Work instruction:
Below are records; count the lines among them that include the string "match", and state only the number.

Provided records:
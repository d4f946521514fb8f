//! Use-case services consumed by the certificate-issuance workflow.
//!
//! # Responsibility
//! - Expose `check_keypair`, `set_keypair`, `check` and `set` per record kind.
//! - Accept either typed queries or the upstream JSON query objects.
//!
//! # Invariants
//! - "Not found" is `Ok(None)`, never an error.
//! - Services never bypass repository contracts.

pub mod account_service;
pub mod backend;
pub mod certificate_service;

use crate::config::ConfigError;
use crate::db::DbError;
use crate::model::query::QueryError;
use crate::repo::RepoError;
use std::error::Error;
use std::fmt::{Display, Formatter};

pub type ServiceResult<T> = Result<T, ServiceError>;

#[derive(Debug)]
pub enum ServiceError {
    Config(ConfigError),
    /// Store setup (connection, migrations, indexes) failed.
    Setup(DbError),
    Query(QueryError),
    /// JSON write payload does not match the record's update shape.
    InvalidPayload(serde_json::Error),
    Repo(RepoError),
}

impl Display for ServiceError {
    fn fmt(&self, f: &mut Formatter<'_>) -> std::fmt::Result {
        match self {
            Self::Config(err) => write!(f, "{err}"),
            Self::Setup(err) => write!(f, "record store setup failed: {err}"),
            Self::Query(err) => write!(f, "{err}"),
            Self::InvalidPayload(err) => write!(f, "invalid write payload: {err}"),
            Self::Repo(err) => write!(f, "{err}"),
        }
    }
}

impl Error for ServiceError {
    fn source(&self) -> Option<&(dyn Error + 'static)> {
        match self {
            Self::Config(err) => Some(err),
            Self::Setup(err) => Some(err),
            Self::Query(err) => Some(err),
            Self::InvalidPayload(err) => Some(err),
            Self::Repo(err) => Some(err),
        }
    }
}

impl From<ConfigError> for ServiceError {
    fn from(value: ConfigError) -> Self {
        Self::Config(value)
    }
}

impl From<QueryError> for ServiceError {
    fn from(value: QueryError) -> Self {
        Self::Query(value)
    }
}

impl From<RepoError> for ServiceError {
    fn from(value: RepoError) -> Self {
        Self::Repo(value)
    }
}
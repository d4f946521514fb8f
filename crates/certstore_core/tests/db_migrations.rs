use certstore_core::db::migrations::latest_version;
use certstore_core::db::{open_db, open_db_in_memory, DbError, DEFAULT_BUSY_TIMEOUT};
use rusqlite::Connection;

#[test]
fn open_db_in_memory_applies_all_migrations() {
    let conn = open_db_in_memory().unwrap();

    assert_eq!(schema_version(&conn), latest_version());
    assert_table_exists(&conn, "documents");
    assert_table_exists(&conn, "collection_indexes");
    assert_table_exists(&conn, "document_keys");
}

#[test]
fn opening_same_database_twice_is_idempotent() {
    let dir = tempfile::tempdir().unwrap();
    let path = dir.path().join("store.sqlite3");

    let conn_first = open_db(&path, DEFAULT_BUSY_TIMEOUT).unwrap();
    assert_eq!(schema_version(&conn_first), latest_version());
    drop(conn_first);

    let conn_second = open_db(&path, DEFAULT_BUSY_TIMEOUT).unwrap();
    assert_eq!(schema_version(&conn_second), latest_version());
    assert_table_exists(&conn_second, "documents");
}

#[test]
fn opening_database_with_newer_schema_version_returns_error() {
    let dir = tempfile::tempdir().unwrap();
    let path = dir.path().join("future.sqlite3");

    let conn = Connection::open(&path).unwrap();
    conn.execute_batch("PRAGMA user_version = 999;").unwrap();
    drop(conn);

    let err = open_db(&path, DEFAULT_BUSY_TIMEOUT).unwrap_err();
    match err {
        DbError::UnsupportedSchemaVersion {
            db_version,
            latest_supported,
        } => {
            assert_eq!(db_version, 999);
            assert_eq!(latest_supported, latest_version());
        }
        other => panic!("unexpected error: {other}"),
    }
}

#[test]
fn documents_reject_non_object_bodies() {
    let conn = open_db_in_memory().unwrap();
    let result = conn.execute(
        "INSERT INTO documents (collection, id, body, updated_at)
         VALUES ('accounts', 'x', '[1, 2]', 0);",
        [],
    );
    assert!(result.is_err());
}

fn schema_version(conn: &Connection) -> u32 {
    conn.query_row("PRAGMA user_version;", [], |row| row.get(0))
        .unwrap()
}

fn assert_table_exists(conn: &Connection, table_name: &str) {
    let exists: i64 = conn
        .query_row(
            "SELECT EXISTS(
                SELECT 1
                FROM sqlite_master
                WHERE type = 'table' AND name = ?1
            );",
            [table_name],
            |row| row.get(0),
        )
        .unwrap();
    assert_eq!(exists, 1, "table {table_name} does not exist");
}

Result below:
4